Tudo movido pelo temor de ficar defasado. Um a cada cinco CEOs diz que o principal motivo para investir em tecnologias digitais é o “medo de ficar para trás dos concorrentes”. Essa resposta é a terceira na lista dos líderes de tecnologia das empresas e somente a quinta entre os heads de marketing. Para os CIOs, o principal impulsionador de um ambiente tecnologicamente disruptivo é o tripé “revolução tecnológica/universalização de acesso/barateamento de novas tecnologias” (16%). Entre os CMOs, a resposta mais citada foi “maior conectividade digital dos usuários” (14%). Fica claro que a pressão de fora das corporações aparece com peso superior ao de criar um ambiente interno voltado verdadeiramente à inovação e novas tecnologias.
O reflexo imediato desse cenário aparece quando foi perguntado às lideranças de tecnologia sobre quais as maiores dificuldades dentro de suas áreas para conduzir a Transformação Digital. “Falta de mão de obra capacitada” (11%) e “dificuldade de comprovar resultados concretos para os acionistas” (10%) foram as respostas mais citadas. Domeneghetti, que é co-autor (com Roberto Meir) do livro Ativos Intangíveis — O Real Valor das Empresas, sabe bastante bem que esse é um problema clássico. “O que define ‘dar resultado’? E o valor da jornada?”, diz, dando como exemplo o caso de Magazine Luiza. “Os resultados de sua estratégia de Transformação Digital ainda são majoritariamente intangíveis, mas o valor de mercado da empresa…” Bem, esse é sólido. Há exatamente cinco anos as ações da rede foram vendidas a R$ 9,10 — chegando a menos de R$ 1 em dezembro de 2015. Fecharam na quarta-feira a R$ 245,81.
PAPEL DO CEO
Dentro do levantamento, que não particulariza as empresas, aparecem cases de excelência e referência. Mas, especialmente nos segmentos mais distantes do usuário final, os CEOs não são os principais impulsionadores da Transformação Digital. As exceções estão em companhias já nascidas com DNA digital, tanto em setores novos como nos tradicionais. “Nos segmentos em efetiva disrupção digital no seu core business e na lógica de sua cadeia, como financeiro, de conectividade, educação e entretenimento, os CEOs deverão assumir o papel de protagonistas desse conceito nos próximos dois anos”, afirma Domeneghetti.

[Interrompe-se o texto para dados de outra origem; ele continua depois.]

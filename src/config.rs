//! Declarative description of the onboarding form: steps, fields, labels,
//! grid placement and masks. Built in code or loaded from JSON.

use std::collections::HashSet;

use serde::Deserialize;

use crate::mask::{self, Mask};
use crate::rules::{CORPORATION_NUMBER_LENGTH, NAME_MAX_LENGTH};
use crate::schema::OnboardingField;

#[derive(Debug, thiserror::Error)]
pub enum ConfigError {
    #[error("invalid form configuration: {0}")]
    Parse(#[from] serde_json::Error),
    #[error("form configuration has no steps")]
    NoSteps,
    #[error("active step {index} is out of range ({count} steps)")]
    ActiveStepOutOfRange { index: usize, count: usize },
    #[error("field `{0:?}` is configured more than once")]
    DuplicateField(OnboardingField),
    #[error("field `{0:?}` is not part of the active step")]
    UnknownField(OnboardingField),
}

/// Closed set of input kinds; rendering and validation dispatch on it.
#[derive(Clone, Copy, Debug, Eq, PartialEq, Hash, Deserialize)]
#[serde(rename_all = "lowercase")]
pub enum FieldKind {
    Text,
    Phone,
    Number,
}

impl FieldKind {
    pub fn input_type(self) -> &'static str {
        match self {
            FieldKind::Text | FieldKind::Number => "text",
            FieldKind::Phone => "tel",
        }
    }

    /// Virtual keyboard hint (`inputmode`).
    pub fn input_mode(self) -> &'static str {
        match self {
            FieldKind::Text => "text",
            FieldKind::Phone => "tel",
            FieldKind::Number => "numeric",
        }
    }
}

#[derive(Clone, Copy, Debug, Default, Eq, PartialEq, Deserialize)]
#[serde(rename_all = "lowercase")]
pub enum Grid {
    #[default]
    Full,
    Half,
}

#[derive(Clone, Copy, Debug, Default, Eq, PartialEq, Deserialize)]
#[serde(rename_all = "camelCase")]
pub struct AsyncValidationConfig {
    #[serde(default)]
    pub show_indicator: bool,
    #[serde(default)]
    pub debounce_ms: u64,
}

#[derive(Clone, Debug, Deserialize)]
#[serde(rename_all = "camelCase")]
pub struct FieldDescriptor {
    #[serde(rename = "name")]
    pub field: OnboardingField,
    pub label: String,
    #[serde(rename = "type")]
    pub kind: FieldKind,
    #[serde(default)]
    pub grid: Grid,
    #[serde(default)]
    pub mask: Option<Mask>,
    #[serde(default)]
    pub max_length: Option<usize>,
    #[serde(default)]
    pub auto_focus: bool,
    #[serde(default)]
    pub async_validation: Option<AsyncValidationConfig>,
}

impl FieldDescriptor {
    pub fn new(field: OnboardingField, label: impl Into<String>, kind: FieldKind) -> Self {
        Self {
            field,
            label: label.into(),
            kind,
            grid: Grid::Full,
            mask: None,
            max_length: None,
            auto_focus: false,
            async_validation: None,
        }
    }

    pub fn grid(mut self, grid: Grid) -> Self {
        self.grid = grid;
        self
    }

    pub fn mask(mut self, mask: Mask) -> Self {
        self.mask = Some(mask);
        self
    }

    pub fn max_length(mut self, value: usize) -> Self {
        self.max_length = Some(value);
        self
    }

    pub fn auto_focus(mut self, value: bool) -> Self {
        self.auto_focus = value;
        self
    }

    pub fn async_validation(mut self, value: AsyncValidationConfig) -> Self {
        self.async_validation = Some(value);
        self
    }
}

#[derive(Clone, Debug, Deserialize)]
#[serde(rename_all = "camelCase")]
pub struct StepConfig {
    pub id: String,
    pub title: String,
    pub fields: Vec<FieldDescriptor>,
}

#[derive(Clone, Debug, Deserialize)]
#[serde(rename_all = "camelCase")]
pub struct FormConfig {
    pub title: String,
    #[serde(default)]
    pub subtitle: Option<String>,
    pub submit_label: String,
    pub steps: Vec<StepConfig>,
    #[serde(default)]
    pub active_step: usize,
}

impl FormConfig {
    /// The built-in onboarding form.
    pub fn onboarding() -> Self {
        Self {
            title: "form.title".into(),
            subtitle: Some("form.subtitle".into()),
            submit_label: "form.submit".into(),
            steps: vec![StepConfig {
                id: "details".into(),
                title: "form.steps.details.title".into(),
                fields: vec![
                    FieldDescriptor::new(
                        OnboardingField::FirstName,
                        "form.fields.firstName.label",
                        FieldKind::Text,
                    )
                    .grid(Grid::Half)
                    .max_length(NAME_MAX_LENGTH)
                    .auto_focus(true),
                    FieldDescriptor::new(
                        OnboardingField::LastName,
                        "form.fields.lastName.label",
                        FieldKind::Text,
                    )
                    .grid(Grid::Half)
                    .max_length(NAME_MAX_LENGTH),
                    FieldDescriptor::new(
                        OnboardingField::Phone,
                        "form.fields.phone.label",
                        FieldKind::Phone,
                    )
                    .mask(Mask::preset(mask::PHONE)),
                    FieldDescriptor::new(
                        OnboardingField::CorporationNumber,
                        "form.fields.corporationNumber.label",
                        FieldKind::Number,
                    )
                    .max_length(CORPORATION_NUMBER_LENGTH)
                    .async_validation(AsyncValidationConfig {
                        show_indicator: true,
                        debounce_ms: 0,
                    }),
                ],
            }],
            active_step: 0,
        }
    }

    pub fn from_json(json: &str) -> Result<Self, ConfigError> {
        let config: Self = serde_json::from_str(json)?;
        config.validate()?;
        Ok(config)
    }

    pub fn validate(&self) -> Result<(), ConfigError> {
        let step = self.active()?;
        let mut seen = HashSet::new();
        for descriptor in &step.fields {
            if !seen.insert(descriptor.field) {
                return Err(ConfigError::DuplicateField(descriptor.field));
            }
        }
        Ok(())
    }

    pub fn active(&self) -> Result<&StepConfig, ConfigError> {
        if self.steps.is_empty() {
            return Err(ConfigError::NoSteps);
        }
        self.steps
            .get(self.active_step)
            .ok_or(ConfigError::ActiveStepOutOfRange {
                index: self.active_step,
                count: self.steps.len(),
            })
    }

    /// Fields of the active step, in display order.
    pub fn fields(&self) -> &[FieldDescriptor] {
        self.active()
            .map(|step| step.fields.as_slice())
            .unwrap_or_default()
    }

    pub fn descriptor(&self, field: OnboardingField) -> Result<&FieldDescriptor, ConfigError> {
        self.fields()
            .iter()
            .find(|descriptor| descriptor.field == field)
            .ok_or(ConfigError::UnknownField(field))
    }
}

Sem que os CEOs façam o papel de impulsionadores da transformação, os próprios heads de tecnologia ficam perdidos. A pesquisa mostra que 35% dos CIOs afirmam que Transformação Digital não tem nenhuma relação direta com inovação, mas um número quase idêntico (28%) diz o oposto e acredita que ela é a base da inovação e uma só acontece com a outra. Domeneghetti afirma que isso dá urgência ao novo papel para os CIOs: definir estratégias entendendo a dinâmica entre clientes, demandas e concorrentes. “As empresas precisam acompanhar a arena competitiva montada com novos atores da economia e a somatória dessas mudanças se concentra no CIO, que deve entender o mercado e a concorrência como os principais valores da sua gestão.” O dados da E-Consulting revelam mais que uma ausência de entendimento sobre Transformação Digital. “Mostram quem deve ser o ator estratégico, a estrela: o cara da TI.”